HONG KONG, Aug 16 (Reuters) – China will guarantee new onshore bond issues by a few select private developers to support its embattled property sector, sources said on Tuesday, while the state planner said it would boost economic demand and speed up infrastructure projects.
News of the planned state profit support for some better-quality private developers saw the Hang Seng mainland properties sub-index rise by as much as 10% at one point, before taking pared gains.
Policymakers have been trying to stabilize the sector that accounts for a quarter of the national GDP after a string of defaults among developers and a slump in home sales.
The property sector’s troubles and weak consumption have weakened a nascent recovery in an economy that has been hobbled by strict COVID-restrictions.

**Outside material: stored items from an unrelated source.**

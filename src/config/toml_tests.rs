//! Tests for TOML configuration parsing.

use super::toml::{MonitorEntry, TomlConfig, default_config_template};

mod parsing {
    use super::*;

    #[test]
    fn parse_empty_config() {
        let config = TomlConfig::parse("").unwrap();

        assert!(config.settings.report_interval.is_none());
        assert!(config.monitor.is_empty());
    }

    #[test]
    fn parse_settings_section() {
        let config = TomlConfig::parse("[settings]\nreport_interval = 15\n").unwrap();
        assert_eq!(config.settings.report_interval, Some(15));
    }

    #[test]
    fn parse_monitor_entries_in_order() {
        let toml = r#"
            [[monitor]]
            start = "192.168.1.1"
            end = "192.168.1.20"
            interval = 60
            comment = "office"

            [[monitor]]
            start = "10.0.0.1"
        "#;

        let config = TomlConfig::parse(toml).unwrap();

        assert_eq!(config.monitor.len(), 2);
        assert_eq!(config.monitor[0].start, "192.168.1.1");
        assert_eq!(config.monitor[0].end.as_deref(), Some("192.168.1.20"));
        assert_eq!(config.monitor[0].interval, Some(60));
        assert_eq!(config.monitor[0].comment.as_deref(), Some("office"));

        assert_eq!(config.monitor[1].start, "10.0.0.1");
        assert!(config.monitor[1].end.is_none());
        assert!(config.monitor[1].interval.is_none());
    }

    #[test]
    fn end_falls_back_to_start() {
        let entry = MonitorEntry {
            start: "10.0.0.1".to_string(),
            end: None,
            interval: None,
            comment: None,
        };
        assert_eq!(entry.end_or_start(), "10.0.0.1");
    }
}

mod errors {
    use super::*;

    #[test]
    fn reject_unknown_fields() {
        let toml = r#"
            [[monitor]]
            start = "10.0.0.1"
            port = 80
        "#;
        assert!(TomlConfig::parse(toml).is_err());
    }

    #[test]
    fn reject_unknown_sections() {
        assert!(TomlConfig::parse("[webhook]\nurl = \"x\"\n").is_err());
    }

    #[test]
    fn reject_missing_start() {
        assert!(TomlConfig::parse("[[monitor]]\nend = \"10.0.0.1\"\n").is_err());
    }

    #[test]
    fn reject_wrong_types() {
        let toml = r#"
            [[monitor]]
            start = "10.0.0.1"
            interval = "thirty"
        "#;
        assert!(TomlConfig::parse(toml).is_err());
    }

    #[test]
    fn load_missing_file_fails() {
        let result = TomlConfig::load(std::path::Path::new("/nonexistent/rangewatch.toml"));
        assert!(matches!(result, Err(crate::config::ConfigError::FileRead { .. })));
    }
}

mod writing {
    use super::*;

    #[test]
    fn serialized_config_parses_back() {
        let mut config = TomlConfig::default();
        config.settings.report_interval = Some(30);
        config.monitor.push(MonitorEntry {
            start: "10.0.0.1".to_string(),
            end: Some("10.0.0.5".to_string()),
            interval: None,
            comment: Some("lab".to_string()),
        });

        let text = config.to_toml_string().unwrap();
        let parsed = TomlConfig::parse(&text).unwrap();

        assert_eq!(parsed.settings.report_interval, Some(30));
        assert_eq!(parsed.monitor, config.monitor);
        assert!(
            !text.lines().any(|line| line.starts_with("interval")),
            "unset fields are omitted: {text}"
        );
    }

    #[test]
    fn save_writes_file() {
        let dir = tempfile::tempdir().unwrap();
        let path = dir.path().join("out.toml");

        let mut config = TomlConfig::default();
        config.monitor.push(MonitorEntry {
            start: "10.0.0.1".to_string(),
            end: None,
            interval: Some(20),
            comment: None,
        });
        config.save(&path).unwrap();

        let loaded = TomlConfig::load(&path).unwrap();
        assert_eq!(loaded.monitor, config.monitor);
    }
}

mod template {
    use super::*;

    #[test]
    fn default_template_is_valid_toml() {
        let config = TomlConfig::parse(&default_config_template()).unwrap();

        assert_eq!(config.settings.report_interval, Some(60));
        assert_eq!(config.monitor.len(), 1);
        assert_eq!(config.monitor[0].comment.as_deref(), Some("office"));
    }
}
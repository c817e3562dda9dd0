//! Application execution logic.
//!
//! This module builds one range monitor per configured range, starts them,
//! and reports the state of every host until a shutdown signal arrives.

use std::fmt::Write as _;
use std::future::Future;
use std::io;
use std::time::Duration;

use thiserror::Error;
use tokio::signal;
use tokio::time::MissedTickBehavior;

use rangewatch::config::{MonitorSettings, ValidatedConfig};
use rangewatch::host::HostSnapshot;
use rangewatch::monitor::{MonitorRegistry, MonitorSnapshot, RangeMonitor};
use rangewatch::time::format_timestamp;

#[cfg(test)]
#[path = "run_tests.rs"]
mod tests;

/// Error type for runtime execution failures.
#[derive(Debug, Error)]
pub enum RunError {
    /// None of the configured monitors could be started.
    #[error("None of the {configured} configured range(s) could be started")]
    NothingStarted {
        /// Number of configured ranges
        configured: usize,
    },

    /// Failed to install a shutdown signal handler.
    #[error("Failed to install signal handler: {0}")]
    Signal(#[source] io::Error),
}

/// Runtime options extracted from validated config.
#[derive(Debug)]
struct RuntimeOptions {
    report_interval: Duration,
}

impl From<&ValidatedConfig> for RuntimeOptions {
    fn from(config: &ValidatedConfig) -> Self {
        Self {
            report_interval: config.report_interval,
        }
    }
}

/// Executes the main application loop.
///
/// This function:
/// 1. Registers one monitor per configured range
/// 2. Starts every monitor
/// 3. Logs a status table every report interval until shutdown (Ctrl+C / SIGTERM)
/// 4. Stops every monitor and waits for its workers
///
/// # Errors
///
/// Returns an error if no monitor could be started or if the shutdown
/// signal handler cannot be installed.
///
/// # Coverage Note
///
/// This function is excluded from coverage because it requires real
/// probes and OS signal handling.
#[cfg(not(tarpaulin_include))]
pub async fn execute(config: ValidatedConfig) -> Result<(), RunError> {
    let options = RuntimeOptions::from(&config);

    let registry: MonitorRegistry = MonitorRegistry::new();
    for settings in &config.monitors {
        registry.add(build_monitor(settings)).await;
    }

    let started = registry.start_all().await;
    if started == 0 {
        return Err(RunError::NothingStarted {
            configured: config.monitors.len(),
        });
    }

    tracing::info!(
        "Monitoring {started} range(s), reporting every {}s",
        options.report_interval.as_secs()
    );

    let result = report_until(&registry, options.report_interval, shutdown_signal()).await;

    registry.stop_all().await;
    result
}

/// Builds the monitor for one validated range.
fn build_monitor(settings: &MonitorSettings) -> RangeMonitor {
    RangeMonitor::new(&settings.start(), &settings.end(), settings.interval, &settings.comment)
}

/// Logs a status table every `period` until `shutdown` completes.
///
/// The first report is written one period after start, once every host has
/// had the chance to complete a round.
async fn report_until<R, C, F>(
    registry: &MonitorRegistry<R, C>,
    period: Duration,
    shutdown: F,
) -> Result<(), RunError>
where
    F: Future<Output = io::Result<()>>,
{
    let mut ticker = tokio::time::interval(period);
    ticker.set_missed_tick_behavior(MissedTickBehavior::Delay);
    // The first tick completes immediately.
    ticker.tick().await;

    tokio::pin!(shutdown);

    loop {
        tokio::select! {
            biased;

            result = &mut shutdown => {
                result.map_err(RunError::Signal)?;
                tracing::info!("Shutdown signal received, stopping...");
                return Ok(());
            }

            _ = ticker.tick() => {
                let monitors = registry.running().await;
                tracing::info!(
                    "Status of {} running monitor(s):\n{}",
                    monitors.len(),
                    render_report(&monitors)
                );
            }
        }
    }
}

/// Renders running monitors and their hosts as an aligned text table.
///
/// Each monitor opens a group with its label, interval and an up/down
/// summary, followed by one row per host.
fn render_report(monitors: &[MonitorSnapshot]) -> String {
    let mut table = format!(
        "  {:<15}  {:<6}  {:>7}  {:<16}  {}",
        "ADDRESS", "RESULT", "QUALITY", "TECHNIQUE", "LAST PROBE"
    );
    let mut reachable = 0;
    let mut total = 0;

    for (index, monitor) in monitors.iter().enumerate() {
        let up = monitor.hosts.iter().filter(|host| host.last_result).count();
        let count = monitor.hosts.len();
        reachable += up;
        total += count;

        let summary = if up == count {
            "all up".to_string()
        } else {
            format!("{} of {count} down", count - up)
        };

        let _ = write!(
            table,
            "\n{} ({}s): {summary}",
            monitor_label(monitors, index),
            monitor.interval
        );

        for host in &monitor.hosts {
            write_host_row(&mut table, host);
        }
    }

    let _ = write!(table, "\n{reachable}/{total} reachable");

    table
}

/// Names a monitor by its comment, or by its bounds when the comment is
/// empty or shared with another running monitor.
fn monitor_label(monitors: &[MonitorSnapshot], index: usize) -> String {
    let monitor = &monitors[index];
    let shared = monitors
        .iter()
        .enumerate()
        .any(|(other, m)| other != index && m.comment == monitor.comment);

    if monitor.comment.is_empty() || shared {
        format!("{} - {}", monitor.start, monitor.end)
    } else {
        monitor.comment.clone()
    }
}

fn write_host_row(table: &mut String, host: &HostSnapshot) {
    let result = if host.last_result { "up" } else { "down" };
    let technique = if host.last_technique.is_empty() {
        "-"
    } else {
        host.last_technique.as_str()
    };

    let _ = write!(
        table,
        "\n  {:<15}  {:<6}  {:>7}  {:<16}  {}",
        host.address.to_string(),
        result,
        host.quality.to_string(),
        technique,
        format_timestamp(host.last_probe),
    );
}

/// Returns a future that completes when a shutdown signal is received.
///
/// Excluded from coverage - requires OS signal handling.
#[cfg(not(tarpaulin_include))]
async fn shutdown_signal() -> io::Result<()> {
    #[cfg(unix)]
    {
        let mut terminate = signal::unix::signal(signal::unix::SignalKind::terminate())?;

        tokio::select! {
            result = signal::ctrl_c() => result,
            _ = terminate.recv() => Ok(()),
        }
    }

    #[cfg(not(unix))]
    {
        signal::ctrl_c().await
    }
}
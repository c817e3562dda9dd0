//! Self-paced probing loop for a single host.

use std::fmt;
use std::sync::Arc;

use tokio::time::{Instant, sleep};
use tokio_util::sync::CancellationToken;

use crate::host::Host;
use crate::probe::{ProbeWaterfall, Reachability, ReachabilityCheck};
use crate::time::{Clock, SystemClock};

/// Lifecycle state of a [`HostScheduler`].
#[derive(Debug, Clone, Copy, PartialEq, Eq)]
pub enum SchedulerState {
    /// Waiting for the next round to become due.
    Idle,
    /// A round is due and will run on the next step.
    Probing,
    /// Cancelled; terminal.
    Stopped,
}

impl fmt::Display for SchedulerState {
    fn fmt(&self, f: &mut fmt::Formatter<'_>) -> fmt::Result {
        let name = match self {
            Self::Idle => "idle",
            Self::Probing => "probing",
            Self::Stopped => "stopped",
        };
        f.write_str(name)
    }
}

/// Decides when to probe one host and reacts to cancellation.
///
/// There is no central clock: each step recomputes how long ago the last
/// round started, so interval changes take effect on the next evaluation.
/// Cancellation interrupts a pending wait immediately, but a round in flight
/// always completes first; each check's own timeout bounds that delay.
pub struct HostScheduler<R = ReachabilityCheck, C = SystemClock> {
    host: Arc<Host>,
    waterfall: Arc<ProbeWaterfall<R, C>>,
    cancel: CancellationToken,
    state: SchedulerState,
}

impl<R, C> HostScheduler<R, C>
where
    R: Reachability,
    C: Clock,
{
    #[must_use]
    pub const fn new(
        host: Arc<Host>,
        waterfall: Arc<ProbeWaterfall<R, C>>,
        cancel: CancellationToken,
    ) -> Self {
        Self {
            host,
            waterfall,
            cancel,
            state: SchedulerState::Idle,
        }
    }

    #[must_use]
    pub const fn state(&self) -> SchedulerState {
        self.state
    }

    #[must_use]
    pub fn host(&self) -> &Host {
        &self.host
    }

    /// Advances the state machine by one transition and returns the new state.
    pub async fn step(&mut self) -> SchedulerState {
        self.state = match self.state {
            SchedulerState::Stopped => SchedulerState::Stopped,
            SchedulerState::Probing => {
                self.waterfall.run(&self.host).await;
                self.after_round()
            }
            SchedulerState::Idle => self.wait_until_due().await,
        };
        self.state
    }

    /// Steps until cancelled.
    pub async fn run(mut self) {
        let address = self.host.address();
        tracing::debug!("Scheduler for <{address}> started");

        while self.step().await != SchedulerState::Stopped {}

        tracing::debug!("Scheduler for <{address}> stopped");
    }

    fn after_round(&self) -> SchedulerState {
        if self.cancel.is_cancelled() {
            SchedulerState::Stopped
        } else {
            SchedulerState::Idle
        }
    }

    async fn wait_until_due(&self) -> SchedulerState {
        if self.cancel.is_cancelled() {
            return SchedulerState::Stopped;
        }

        let Some(remaining) = self.host.due_in(Instant::now()) else {
            return SchedulerState::Probing;
        };

        tracing::trace!(
            "<{}> next round in {}ms",
            self.host.address(),
            remaining.as_millis()
        );

        tokio::select! {
            biased;

            () = self.cancel.cancelled() => SchedulerState::Stopped,
            () = sleep(remaining) => SchedulerState::Idle,
        }
    }
}

#[cfg(test)]
#[path = "scheduler_tests.rs"]
mod tests;
//! Application startup and utilities.
//!
//! This module contains exit codes, tracing setup, and error hints
//! that support the main entry point.

use rangewatch::config::ConfigError;
use tracing::Level;
use tracing_subscriber::EnvFilter;

/// Application exit codes.
pub mod exit_code {
    use std::process::ExitCode;

    /// Success (exit code 0).
    pub const SUCCESS: ExitCode = ExitCode::SUCCESS;

    /// Configuration error (exit code 1) - invalid args, bad ranges, unreadable file, etc.
    pub const CONFIG_ERROR: ExitCode = ExitCode::FAILURE;

    /// Runtime error (exit code 2) - no monitor could start, signal setup failed, etc.
    ///
    /// Note: This is a function rather than a constant because `ExitCode::from()` is not `const fn`.
    pub fn runtime_error() -> ExitCode {
        ExitCode::from(2)
    }
}

/// Returns a follow-up hint for common configuration errors.
pub fn config_hint(error: &ConfigError) -> Option<&'static str> {
    match error {
        ConfigError::NoRanges { .. } | ConfigError::FileRead { .. } => {
            Some("Run 'rangewatch init' to generate a configuration template.")
        }
        ConfigError::DuplicateRange(_)
        | ConfigError::OverlappingRange { .. }
        | ConfigError::ContainedRange { .. } => {
            Some("Each address may belong to only one range; split or merge the ranges.")
        }
        ConfigError::RangeTooLarge { .. } => {
            Some("Split the range into several smaller [[monitor]] entries.")
        }
        _ => None,
    }
}

/// Prints helpful hints for common configuration errors.
pub fn print_config_hint(error: &ConfigError) {
    if let Some(hint) = config_hint(error) {
        eprintln!("\n{hint}");
    }
}

/// Sets up the tracing subscriber for logging.
pub fn setup_tracing(verbose: bool) {
    let level = if verbose { Level::DEBUG } else { Level::INFO };

    let filter = EnvFilter::builder()
        .with_default_directive(level.into())
        .from_env_lossy();

    tracing_subscriber::fmt()
        .with_env_filter(filter)
        .with_target(false)
        .init();
}
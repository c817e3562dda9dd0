//! Host layer: monitored addresses and their reachability state.
//!
//! This module provides:
//! - A single monitored address with rolling state ([`Host`])
//! - The saturating reliability counter ([`Quality`])
//! - Read-only views for display ([`HostState`], [`HostSnapshot`])
//! - IPv4 range parsing and expansion ([`AddressRange`], [`expand_range`])

mod range;

#[cfg(test)]
mod range_tests;

pub use range::{AddressRange, expand_range, parse_ipv4};

use std::fmt;
use std::hash::{Hash, Hasher};
use std::net::Ipv4Addr;
use std::sync::atomic::{AtomicU64, Ordering};
use std::time::{Duration, SystemTime};

use tokio::sync::watch;
use tokio::time::Instant;

/// Interval applied when a host is given a non-positive interval.
pub const DEFAULT_INTERVAL_SECS: u64 = 5;

/// Bounded reliability signal in `0..=Quality::MAX`.
///
/// Raised by one on every successful probe round, lowered by one on every
/// failed round. Saturates at both ends.
#[derive(Debug, Clone, Copy, Default, PartialEq, Eq, PartialOrd, Ord, Hash)]
pub struct Quality(u8);

impl Quality {
    /// Upper saturation level.
    pub const MAX: u8 = 10;

    /// Returns the raw value.
    #[must_use]
    pub const fn value(self) -> u8 {
        self.0
    }

    /// Returns the quality raised by one, capped at [`Self::MAX`].
    #[must_use]
    pub const fn raised(self) -> Self {
        if self.0 < Self::MAX {
            Self(self.0 + 1)
        } else {
            self
        }
    }

    /// Returns the quality lowered by one, floored at zero.
    #[must_use]
    pub const fn lowered(self) -> Self {
        Self(self.0.saturating_sub(1))
    }
}

impl fmt::Display for Quality {
    fn fmt(&self, f: &mut fmt::Formatter<'_>) -> fmt::Result {
        write!(f, "{}/{}", self.0, Self::MAX)
    }
}

/// Mutable reachability state of a [`Host`].
///
/// Only the scheduler owning the host writes it; everyone else observes
/// copies through [`Host::state`] or [`Host::subscribe`].
#[derive(Debug, Clone, PartialEq, Eq)]
pub struct HostState {
    /// Wall-clock time the most recent probe round began.
    pub last_probe: SystemTime,
    /// Outcome of the most recent probe round.
    pub last_result: bool,
    /// Rolling reliability signal.
    pub quality: Quality,
    /// Name of the check that succeeded last round, empty when none did.
    pub last_technique: String,
    /// Monotonic start of the most recent round, `None` before the first.
    pub(crate) probe_started: Option<Instant>,
}

/// Point-in-time copy of a host for display.
#[derive(Debug, Clone, PartialEq, Eq)]
pub struct HostSnapshot {
    pub address: Ipv4Addr,
    pub interval: Duration,
    pub last_probe: SystemTime,
    pub last_result: bool,
    pub quality: Quality,
    pub last_technique: String,
}

/// One monitored IPv4 address.
///
/// Identity (equality and hashing) is the address alone.
#[derive(Debug)]
pub struct Host {
    address: Ipv4Addr,
    interval_secs: AtomicU64,
    state: watch::Sender<HostState>,
}

impl Host {
    /// Creates a host probed every `interval_secs` seconds.
    ///
    /// A zero interval is replaced by [`DEFAULT_INTERVAL_SECS`]. The last
    /// probe time starts one interval in the past so the first scheduling
    /// check is due immediately.
    #[must_use]
    pub fn new(address: Ipv4Addr, interval_secs: u64) -> Self {
        let interval_secs = normalize_interval(address, interval_secs);
        let now = SystemTime::now();
        let last_probe = now
            .checked_sub(Duration::from_secs(interval_secs))
            .unwrap_or(now);

        let (state, _) = watch::channel(HostState {
            last_probe,
            last_result: false,
            quality: Quality::default(),
            last_technique: String::new(),
            probe_started: None,
        });

        Self {
            address,
            interval_secs: AtomicU64::new(interval_secs),
            state,
        }
    }

    /// Returns the monitored address.
    #[must_use]
    pub const fn address(&self) -> Ipv4Addr {
        self.address
    }

    /// Returns the current probe interval.
    #[must_use]
    pub fn interval(&self) -> Duration {
        Duration::from_secs(self.interval_secs.load(Ordering::Acquire))
    }

    /// Changes the probe interval; zero falls back to the default.
    ///
    /// A running scheduler picks the new value up on its next evaluation.
    pub fn set_interval(&self, interval_secs: u64) {
        let interval_secs = normalize_interval(self.address, interval_secs);
        self.interval_secs.store(interval_secs, Ordering::Release);
    }

    /// Returns a copy of the current state.
    #[must_use]
    pub fn state(&self) -> HostState {
        self.state.borrow().clone()
    }

    /// Returns a receiver that is notified after every probe round.
    #[must_use]
    pub fn subscribe(&self) -> watch::Receiver<HostState> {
        self.state.subscribe()
    }

    /// Returns a copy of the host including its address and interval.
    #[must_use]
    pub fn snapshot(&self) -> HostSnapshot {
        let state = self.state.borrow();
        HostSnapshot {
            address: self.address,
            interval: self.interval(),
            last_probe: state.last_probe,
            last_result: state.last_result,
            quality: state.quality,
            last_technique: state.last_technique.clone(),
        }
    }

    /// Returns how long until the next round is due, or `None` if it is due now.
    pub(crate) fn due_in(&self, now: Instant) -> Option<Duration> {
        let started = self.state.borrow().probe_started?;
        let elapsed = now.saturating_duration_since(started);
        self.interval().checked_sub(elapsed).filter(|d| !d.is_zero())
    }

    /// Records the outcome of one probe round.
    ///
    /// `technique` is the name of the succeeding check, or `None` when every
    /// check failed. Timestamps are those of the round's start.
    pub(crate) fn record_round(
        &self,
        started: Instant,
        started_at: SystemTime,
        technique: Option<&str>,
    ) {
        self.state.send_modify(|state| {
            state.last_result = technique.is_some();
            let technique = technique.unwrap_or_default();

            state.probe_started = Some(started);
            state.last_probe = started_at;
            state.quality = if technique.is_empty() {
                state.quality.lowered()
            } else {
                state.quality.raised()
            };
            state.last_technique = technique.to_string();
        });
    }
}

impl PartialEq for Host {
    fn eq(&self, other: &Self) -> bool {
        self.address == other.address
    }
}

impl Eq for Host {}

impl Hash for Host {
    fn hash<H: Hasher>(&self, state: &mut H) {
        self.address.hash(state);
    }
}

fn normalize_interval(address: Ipv4Addr, interval_secs: u64) -> u64 {
    if interval_secs == 0 {
        tracing::warn!(
            "Interval 0 for {address} is invalid, using default of {DEFAULT_INTERVAL_SECS}s"
        );
        DEFAULT_INTERVAL_SECS
    } else {
        interval_secs
    }
}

Bleak data for July showed that the world’s second-biggest economy unexpectedly slowed and property investment fell at the fastest clip this year.
And on Tuesday, officials from the state planner gave assurances that policies would be geared to boosting economic demand in “a strong, reasonable and moderate manner” and infrastructure construction would be accelerated in the third quarter of the year.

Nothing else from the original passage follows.